Breaking News

Bawaslu: Peserta Pilkada 2020 Gelar 91.640 Kampanye Tatap Muka

Bawaslu: Peserta Pilkada 2020 Gelar 91.640 Kampanye Tatap Muka

RUANGBERITA.CO I Jakarta - Badan Pengawas Pemilu (Bawaslu) RI menyatakan terdapat 91.640 kampanye tatap muka yang dilakukan oleh peserta Pilkada Serentak di 270 daerah, selama pertunjukan digelar.

Selain itu ada 2.126 protokol protokol kesehatan yang telah terjadi dalam dua bulan terakhir.

"Metode kampanye dengan tatap muka masih paling kecil, yaitu mencapai 91.640 kegiatan.
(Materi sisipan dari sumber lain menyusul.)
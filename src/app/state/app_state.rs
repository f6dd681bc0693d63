use crate::app::history::EditHistory;
use crate::app::CommandLog;
use crate::core::{Segment, SegmentId, TrackDifficulty};
use crate::shared::EditorOptions;

use super::{EditorState, SelectionState, UiState};

/// Metadaten der Strecke, die nicht Teil der Undo-History sind
#[derive(Debug, Clone, PartialEq)]
pub struct TrackInfo {
    /// Streckenname (leer = noch nicht vergeben)
    pub name: String,
    /// Rundenanzahl (1–10)
    pub laps: u8,
    /// Beim Import gespeicherte Schwierigkeit (wird nicht neu abgeleitet)
    pub imported_difficulty: Option<TrackDifficulty>,
}

/// Hauptzustand einer Editor-Session
///
/// Besitzt Segmentliste, History und Selektion exklusiv; keine globalen Zustände.
pub struct AppState {
    /// Live-Segmentliste (Arbeitspuffer)
    pub segments: Vec<Segment>,
    /// Undo/Redo-History über die Segmentliste
    pub history: EditHistory<Vec<Segment>>,
    /// Selection-State
    pub selection: SelectionState,
    /// Editier-Interaktion (Drag, ID-Vergabe)
    pub editor: EditorState,
    /// Streckenmetadaten
    pub track: TrackInfo,
    /// UI-State
    pub ui: UiState,
    /// Verlauf ausgeführter Commands
    pub command_log: CommandLog,
    /// Laufzeit-Optionen
    pub options: EditorOptions,
}

impl AppState {
    /// Erstellt einen neuen, leeren App-State mit Standardoptionen
    pub fn new() -> Self {
        Self::with_options(EditorOptions::default())
    }

    /// Erstellt einen leeren App-State mit den übergebenen Optionen
    pub fn with_options(options: EditorOptions) -> Self {
        let segments = Vec::new();
        Self {
            history: EditHistory::new(&segments, options.effective_history_depth()),
            segments,
            selection: SelectionState::new(),
            editor: EditorState::new(),
            track: TrackInfo {
                name: String::new(),
                laps: crate::core::clamp_laps(options.default_laps),
                imported_difficulty: None,
            },
            ui: UiState::new(),
            command_log: CommandLog::new(),
            options,
        }
    }

    /// Gibt die Anzahl der Segmente zurück (für UI-Anzeige)
    pub fn segment_count(&self) -> usize {
        self.segments.len()
    }

    /// Index eines Segments in der Liste.
    pub fn segment_index(&self, id: &SegmentId) -> Option<usize> {
        self.segments.iter().position(|s| &s.id == id)
    }

    /// Selektiertes Segment; eine veraltete Selektion ergibt `None`.
    pub fn selected_segment(&self) -> Option<&Segment> {
        self.selection.resolve(&self.segments)
    }

    /// Undo/Redo helpers
    pub fn can_undo(&self) -> bool {
        self.history.can_undo()
    }

    /// Gibt zurück, ob ein Redo-Schritt verfügbar ist.
    pub fn can_redo(&self) -> bool {
        self.history.can_redo()
    }

    /// Nimmt den aktuellen Stand der Segmentliste in die History auf.
    /// Wird von jedem mutierenden Use-Case NACH der Mutation aufgerufen.
    pub fn commit_to_history(&mut self) {
        self.history.push(&self.segments);
    }

    /// Ersetzt die Segmentliste vollständig und startet die History neu.
    ///
    /// Für Import, Leeren und generierte Strecken: nicht relativ zum
    /// vorherigen Stand rückgängig machbar.
    pub fn replace_segments(&mut self, segments: Vec<Segment>) {
        self.editor.drag = None;
        self.selection.clear();
        self.history.reset(&segments);
        self.segments = segments;
    }
}

impl Default for AppState {
    fn default() -> Self {
        Self::new()
    }
}
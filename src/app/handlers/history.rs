//! Handler für Undo/Redo-Operationen.

use crate::app::use_cases;
use crate::app::AppState;

/// Führt einen Undo-Schritt aus, falls vorhanden.
pub fn undo(state: &mut AppState) {
    if use_cases::history::undo(state) {
        log::info!("Undo ausgeführt");
    } else {
        log::debug!("Undo: nichts zu tun");
    }
}

/// Führt einen Redo-Schritt aus, falls vorhanden.
pub fn redo(state: &mut AppState) {
    if use_cases::history::redo(state) {
        log::info!("Redo ausgeführt");
    } else {
        log::debug!("Redo: nichts zu tun");
    }
}
use super::*;
use crate::app::state::DragState;
use crate::app::use_cases;
use crate::core::SegmentKind;

fn keys(pressed: &[Key], command: bool, shift: bool) -> FrameKeys {
    FrameKeys {
        pressed: pressed.to_vec(),
        modifiers: Modifiers { command, shift },
    }
}

fn state_with_selection() -> AppState {
    let mut state = AppState::new();
    use_cases::editing::add_segment(&mut state, SegmentKind::Straight);
    state
}

#[test]
fn ctrl_z_is_undo() {
    let intents = collect_keyboard_intents(&keys(&[Key::Z], true, false), &AppState::new());
    assert!(matches!(intents.as_slice(), [AppIntent::UndoRequested]));
}

#[test]
fn ctrl_y_and_ctrl_shift_z_are_redo() {
    let state = AppState::new();
    for frame in [keys(&[Key::Y], true, false), keys(&[Key::Z], true, true)] {
        let intents = collect_keyboard_intents(&frame, &state);
        assert!(matches!(intents.as_slice(), [AppIntent::RedoRequested]));
    }
}

#[test]
fn plain_z_does_nothing() {
    let intents = collect_keyboard_intents(&keys(&[Key::Z], false, false), &AppState::new());
    assert!(intents.is_empty());
}

#[test]
fn delete_and_backspace_need_a_selection() {
    let state = state_with_selection();
    for key in [Key::Delete, Key::Backspace] {
        let intents = collect_keyboard_intents(&keys(&[key], false, false), &state);
        assert!(matches!(
            intents.as_slice(),
            [AppIntent::DeleteSelectedRequested]
        ));
    }

    let intents = collect_keyboard_intents(&keys(&[Key::Delete], false, false), &AppState::new());
    assert!(intents.is_empty());
}

#[test]
fn delete_with_command_modifier_is_ignored() {
    let state = state_with_selection();
    for key in [Key::Delete, Key::Backspace] {
        let intents = collect_keyboard_intents(&keys(&[key], true, false), &state);
        assert!(intents.is_empty());
    }

    // Cmd+Z mit gehaltenem Backspace bleibt reines Undo
    let intents = collect_keyboard_intents(&keys(&[Key::Z, Key::Backspace], true, false), &state);
    assert!(matches!(intents.as_slice(), [AppIntent::UndoRequested]));
}

#[test]
fn escape_prefers_cancelling_a_drag() {
    let mut state = state_with_selection();
    let intents = collect_keyboard_intents(&keys(&[Key::Escape], false, false), &state);
    assert!(matches!(
        intents.as_slice(),
        [AppIntent::ClearSelectionRequested]
    ));

    state.editor.drag = Some(DragState {
        segment_id: state.segments[0].id.clone(),
        grab_offset: glam::Vec2::ZERO,
        origin: state.segments[0].position,
    });
    let intents = collect_keyboard_intents(&keys(&[Key::Escape], false, false), &state);
    assert!(matches!(
        intents.as_slice(),
        [AppIntent::SegmentDragCancelled]
    ));
}
//! Use-Case: Segment selektieren bzw. Selektion aufheben.

use crate::app::{AppState, SelectionState};
use crate::core::SegmentId;

/// Selektiert ein Segment. Eine unbekannte ID führt zu keiner Selektion.
pub fn select_segment(state: &mut AppState, id: &SegmentId) {
    if state.segment_index(id).is_some() {
        state.selection = SelectionState::Selected(id.clone());
        log::debug!("Segment {} selektiert", id);
    } else {
        log::debug!("Segment {} existiert nicht, Selektion aufgehoben", id);
        state.selection.clear();
    }
}

/// Hebt die aktuelle Selektion auf.
pub fn clear_selection(state: &mut AppState) {
    state.selection.clear();
}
Dari jumlah tersebut, Bawaslu menemukan prokes sebanyak 2.126 kasus," kata anggota Bawaslu RI, Fritz Edward Siregar, dalam keterangannya, Sabtu (5/12/2020).

Menurut Fritz, dugaan tersebut berupa pelaksanaan kampanye tatap muka tidak mematuhi peraturan KPU Nomor 13 Tahun 2020 soal batasan jumlah peserta kampanye yang seharusnya paling banyak 50 peserta.

Kemudian ditemukan kerumunan kerumunan, tidak menggunakan masker dan tempat kegiatan tatap muka yang tidak sesuai dengan standar protokol kesehatan.  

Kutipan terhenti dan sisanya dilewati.